----- Extracted information -----

//! Captcha checks on signup and password reset.

use std::sync::Arc;
use std::time::Duration;

use async_trait::async_trait;
use reqwest::{Client, StatusCode};
use serde::Serialize;

use crate::cache::Cache;
use crate::deadline::bounded;
use crate::error::{Result, ServerError, ToInternal};

/// Answer accepted without lookup on non-production instances.
pub const BYPASS_VALUE: &str = "11111";
const VERIFY_PATH: &str = "/api/v1/verify-captcha";
const SECRET_HEADER: &str = "Secret-Key";

/// Port for captcha answer checks.
#[async_trait]
pub trait CaptchaVerifier: Send + Sync {
    /// `Ok(())` when `value` answers the challenge `id`.
    async fn verify(&self, id: &str, value: &str) -> Result<()>;
}

/// Checks answers against the captcha service, which issued the challenge.
#[derive(Clone)]
pub struct RemoteCaptcha {
    client: Client,
    url: String,
    secret: String,
}

#[derive(Serialize)]
struct VerifyRequest<'a> {
    id: &'a str,
    value: &'a str,
}

impl RemoteCaptcha {
    /// Create a new [`RemoteCaptcha`] for the service at `base_url`.
    pub fn new(base_url: &str, secret: String, timeout: Duration) -> Result<Self> {
        let client = Client::builder()
            .user_agent(concat!("warden/", env!("CARGO_PKG_VERSION")))
            .timeout(timeout)
            .build()
            .catch()?;

        Ok(Self {
            client,
            url: format!("{}{VERIFY_PATH}", base_url.trim_end_matches('/')),
            secret,
        })
    }
}

#[async_trait]
impl CaptchaVerifier for RemoteCaptcha {
    async fn verify(&self, id: &str, value: &str) -> Result<()> {
        let request = self
            .client
            .post(&self.url)
            .header(SECRET_HEADER, &self.secret)
            .json(&VerifyRequest { id, value })
            .send();
        let response = bounded(async {
            request.await.map_err(|err| {
                tracing::error!(error = %err, "captcha service unreachable");
                ServerError::validation("Captcha verification failed")
            })
        })
        .await?;

        match response.status() {
            StatusCode::OK => Ok(()),
            status => {
                tracing::debug!(%status, %id, "captcha rejected");
                Err(ServerError::validation("Invalid captcha"))
            },
        }
    }
}

/// Answers stored by whoever rendered the challenge, under `captcha_{id}`.
/// Answers are single use, right or wrong.
#[derive(Clone)]
pub struct CacheCaptcha {
    cache: Arc<dyn Cache>,
}

impl CacheCaptcha {
    pub fn new(cache: Arc<dyn Cache>) -> Self {
        Self { cache }
    }
}

#[async_trait]
impl CaptchaVerifier for CacheCaptcha {
    async fn verify(&self, id: &str, value: &str) -> Result<()> {
        let key = format!("captcha_{id}");
        let answer = self.cache.get(&key).await?;
        if answer.is_some() {
            self.cache.delete(&key).await?;
        }

        match answer {
            Some(answer) if answer.eq_ignore_ascii_case(value) => Ok(()),
            _ => Err(ServerError::validation("Invalid captcha")),
        }
    }
}

/// Gate in front of a [`CaptchaVerifier`], honouring the bypass answer
/// outside production.
#[derive(Clone)]
pub struct CaptchaGate {
    verifier: Arc<dyn CaptchaVerifier>,
    allow_bypass: bool,
}

impl CaptchaGate {
    /// Create a new [`CaptchaGate`]. `allow_bypass` must be off in
    /// production.
    pub fn new(verifier: Arc<dyn CaptchaVerifier>, allow_bypass: bool) -> Self {
        Self {
            verifier,
            allow_bypass,
        }
    }

    pub async fn verify(&self, id: &str, value: &str) -> Result<()> {
        if self.allow_bypass && value == BYPASS_VALUE {
            return Ok(());
        }

        self.verifier.verify(id, value).await
    }
}

#[cfg(test)]
mod tests {
    use super::*;
    use crate::cache::MemoryCache;
    use axum::Router;
    use axum::http::HeaderMap;
    use axum::routing::post;
    use tokio::net::TcpListener;

    fn cached(cache: &Arc<dyn Cache>, allow_bypass: bool) -> CaptchaGate {
        CaptchaGate::new(Arc::new(CacheCaptcha::new(Arc::clone(cache))), allow_bypass)
    }

    /// Captcha service accepting `x7k2p` for any id, with the right secret.
    async fn captcha_service() -> String {
        let app = Router::new().route(
            VERIFY_PATH,
            post(|headers: HeaderMap, axum::Json(body): axum::Json<serde_json::Value>| async move {
                let authorized = headers
                    .get(SECRET_HEADER)
                    .is_some_and(|secret| secret == "captcha-secret");
                if !authorized {
                    return axum::http::StatusCode::UNAUTHORIZED;
                }
                if body["value"] == "x7k2p" && body["id"].is_string() {
                    axum::http::StatusCode::OK
                } else {
                    axum::http::StatusCode::BAD_REQUEST
                }
            }),
        );

        let listener = TcpListener::bind("127.0.0.1:0").await.unwrap();
        let address = listener.local_addr().unwrap();
        tokio::spawn(async move { axum::serve(listener, app).await });

        format!("http://{address}/")
    }

    #[tokio::test]
    async fn test_answer_is_single_use() {
        let cache: Arc<dyn Cache> = Arc::new(MemoryCache::new());
        cache.set("captcha_abc", "x7k2p", None).await.unwrap();
        let gate = cached(&cache, false);

        gate.verify("abc", "X7K2P").await.unwrap();
        let err = gate.verify("abc", "x7k2p").await.unwrap_err();
        assert_eq!(err.to_string(), "Invalid captcha");
    }

    #[tokio::test]
    async fn test_wrong_answer_burns_it() {
        let cache: Arc<dyn Cache> = Arc::new(MemoryCache::new());
        cache.set("captcha_abc", "x7k2p", None).await.unwrap();
        let gate = cached(&cache, false);

        assert!(gate.verify("abc", "wrong").await.is_err());
        assert!(gate.verify("abc", "x7k2p").await.is_err());
    }

    #[tokio::test]
    async fn test_bypass_only_when_allowed() {
        let cache: Arc<dyn Cache> = Arc::new(MemoryCache::new());

        let dev = cached(&cache, true);
        dev.verify("any", BYPASS_VALUE).await.unwrap();

        let prod = cached(&cache, false);
        assert!(prod.verify("any", BYPASS_VALUE).await.is_err());
    }

    #[tokio::test]
    async fn test_remote_service_decides() {
        let base = captcha_service().await;
        let timeout = Duration::from_secs(5);

        let gate = CaptchaGate::new(
            Arc::new(RemoteCaptcha::new(&base, "captcha-secret".into(), timeout).unwrap()),
            false,
        );
        gate.verify("abc", "x7k2p").await.unwrap();
        let err = gate.verify("abc", "wrong").await.unwrap_err();
        assert_eq!(err.to_string(), "Invalid captcha");

        let gate = CaptchaGate::new(
            Arc::new(RemoteCaptcha::new(&base, "nope".into(), timeout).unwrap()),
            false,
        );
        assert!(gate.verify("abc", "x7k2p").await.is_err());
    }

    #[tokio::test]
    async fn test_unreachable_service_fails_closed() {
        let listener = TcpListener::bind("127.0.0.1:0").await.unwrap();
        let address = listener.local_addr().unwrap();
        drop(listener);

        let remote = RemoteCaptcha::new(
            &format!("http://{address}"),
            "captcha-secret".into(),
            Duration::from_secs(1),
        )
        .unwrap();
        let err = remote.verify("abc", "x7k2p").await.unwrap_err();
        assert_eq!(err.to_string(), "Captcha verification failed");
    }
}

-----

• [Task directions] An exact copy of every entry is what is needed here.

• [Finished task]
//! Captcha checks on signup and password reset.

use std::sync::Arc;
use std::time::Duration;

use async_trait::async_trait;
use reqwest::{Client, StatusCode};
use serde::Serialize;

use crate::cache::Cache;
use crate::deadline::bounded;
use crate::error::{Result, ServerError, ToInternal};

/// Answer accepted without lookup on non-production instances.
pub const BYPASS_VALUE: &str = "11111";
const VERIFY_PATH: &str = "/api/v1/verify-captcha";
const SECRET_HEADER: &str = "Secret-Key";

/// Port for captcha answer checks.
#[async_trait]
pub trait CaptchaVerifier: Send + Sync {
    /// `Ok(())` when `value` answers the challenge `id`.
    async fn verify(&self, id: &str, value: &str) -> Result<()>;
}

/// Checks answers against the captcha service, which issued the challenge.
#[derive(Clone)]
pub struct RemoteCaptcha {
    client: Client,
    url: String,
    secret: String,
}

#[derive(Serialize)]
struct VerifyRequest<'a> {
    id: &'a str,
    value: &'a str,
}

impl RemoteCaptcha {
    /// Create a new [`RemoteCaptcha`] for the service at `base_url`.
    pub fn new(base_url: &str, secret: String, timeout: Duration) -> Result<Self> {
        let client = Client::builder()
            .user_agent(concat!("warden/", env!("CARGO_PKG_VERSION")))
            .timeout(timeout)
            .build()
            .catch()?;

        Ok(Self {
            client,
            url: format!("{}{VERIFY_PATH}", base_url.trim_end_matches('/')),
            secret,
        })
    }
}

#[async_trait]
impl CaptchaVerifier for RemoteCaptcha {
    async fn verify(&self, id: &str, value: &str) -> Result<()> {
        let request = self
            .client
            .post(&self.url)
            .header(SECRET_HEADER, &self.secret)
            .json(&VerifyRequest { id, value })
            .send();
        let response = bounded(async {
            request.await.map_err(|err| {
                tracing::error!(error = %err, "captcha service unreachable");
                ServerError::validation("Captcha verification failed")
            })
        })
        .await?;

        match response.status() {
            StatusCode::OK => Ok(()),
            status => {
                tracing::debug!(%status, %id, "captcha rejected");
                Err(ServerError::validation("Invalid captcha"))
            },
        }
    }
}

/// Answers stored by whoever rendered the challenge, under `captcha_{id}`.
/// Answers are single use, right or wrong.
#[derive(Clone)]
pub struct CacheCaptcha {
    cache: Arc<dyn Cache>,
}

impl CacheCaptcha {
    pub fn new(cache: Arc<dyn Cache>) -> Self {
        Self { cache }
    }
}

#[async_trait]
impl CaptchaVerifier for CacheCaptcha {
    async fn verify(&self, id: &str, value: &str) -> Result<()> {
        let key = format!("captcha_{id}");
        let answer = self.cache.get(&key).await?;
        if answer.is_some() {
            self.cache.delete(&key).await?;
        }

        match answer {
            Some(answer) if answer.eq_ignore_ascii_case(value) => Ok(()),
            _ => Err(ServerError::validation("Invalid captcha")),
        }
    }
}

/// Gate in front of a [`CaptchaVerifier`], honouring the bypass answer
/// outside production.
#[derive(Clone)]
pub struct CaptchaGate {
    verifier: Arc<dyn CaptchaVerifier>,
    allow_bypass: bool,
}

impl CaptchaGate {
    /// Create a new [`CaptchaGate`]. `allow_bypass` must be off in
    /// production.
    pub fn new(verifier: Arc<dyn CaptchaVerifier>, allow_bypass: bool) -> Self {
        Self {
            verifier,
            allow_bypass,
        }
    }

    pub async fn verify(&self, id: &str, value: &str) -> Result<()> {
        if self.allow_bypass && value == BYPASS_VALUE {
            return Ok(());
        }

        self.verifier.verify(id, value).await
    }
}

#[cfg(test)]
mod tests {
    use super::*;
    use crate::cache::MemoryCache;
    use axum::Router;
    use axum::http::HeaderMap;
    use axum::routing::post;
    use tokio::net::TcpListener;

    fn cached(cache: &Arc<dyn Cache>, allow_bypass: bool) -> CaptchaGate {
        CaptchaGate::new(Arc::new(CacheCaptcha::new(Arc::clone(cache))), allow_bypass)
    }

    /// Captcha service accepting `x7k2p` for any id, with the right secret.
    async fn captcha_service() -> String {
        let app = Router::new().route(
            VERIFY_PATH,
            post(|headers: HeaderMap, axum::Json(body): axum::Json<serde_json::Value>| async move {
                let authorized = headers
                    .get(SECRET_HEADER)
                    .is_some_and(|secret| secret == "captcha-secret");
                if !authorized {
                    return axum::http::StatusCode::UNAUTHORIZED;
                }
                if body["value"] == "x7k2p" && body["id"].is_string() {
                    axum::http::StatusCode::OK
                } else {
                    axum::http::StatusCode::BAD_REQUEST
                }
            }),
        );

        let listener = TcpListener::bind("127.0.0.1:0").await.unwrap();
        let address = listener.local_addr().unwrap();
        tokio::spawn(async move { axum::serve(listener, app).await });

        format!("http://{address}/")
    }

    #[tokio::test]
    async fn test_answer_is_single_use() {
        let cache: Arc<dyn Cache> = Arc::new(MemoryCache::new());
        cache.set("captcha_abc", "x7k2p", None).await.unwrap();
        let gate = cached(&cache, false);

        gate.verify("abc", "X7K2P").await.unwrap();
        let err = gate.verify("abc", "x7k2p").await.unwrap_err();
        assert_eq!(err.to_string(), "Invalid captcha");
    }

    #[tokio::test]
    async fn test_wrong_answer_burns_it() {
        let cache: Arc<dyn Cache> = Arc::new(MemoryCache::new());
        cache.set("captcha_abc", "x7k2p", None).await.unwrap();
        let gate = cached(&cache, false);

        assert!(gate.verify("abc", "wrong").await.is_err());
        assert!(gate.verify("abc", "x7k2p").await.is_err());
    }

    #[tokio::test]
    async fn test_bypass_only_when_allowed() {
        let cache: Arc<dyn Cache> = Arc::new(MemoryCache::new());

        let dev = cached(&cache, true);
        dev.verify("any", BYPASS_VALUE).await.unwrap();

        let prod = cached(&cache, false);
        assert!(prod.verify("any", BYPASS_VALUE).await.is_err());
    }

    #[tokio::test]
    async fn test_remote_service_decides() {
        let base = captcha_service().await;
        let timeout = Duration::from_secs(5);

        let gate = CaptchaGate::new(
            Arc::new(RemoteCaptcha::new(&base, "captcha-secret".into(), timeout).unwrap()),
            false,
        );
        gate.verify("abc", "x7k2p").await.unwrap();
        let err = gate.verify("abc", "wrong").await.unwrap_err();
        assert_eq!(err.to_string(), "Invalid captcha");

        let gate = CaptchaGate::new(
            Arc::new(RemoteCaptcha::new(&base, "nope".into(), timeout).unwrap()),
            false,
        );
        assert!(gate.verify("abc", "x7k2p").await.is_err());
    }

    #[tokio::test]
    async fn test_unreachable_service_fails_closed() {
        let listener = TcpListener::bind("127.0.0.1:0").await.unwrap();
        let address = listener.local_addr().unwrap();
        drop(listener);

        let remote = RemoteCaptcha::new(
            &format!("http://{address}"),
            "captcha-secret".into(),
            Duration::from_secs(1),
        )
        .unwrap();
        let err = remote.verify("abc", "x7k2p").await.unwrap_err();
        assert_eq!(err.to_string(), "Captcha verification failed");
    }
}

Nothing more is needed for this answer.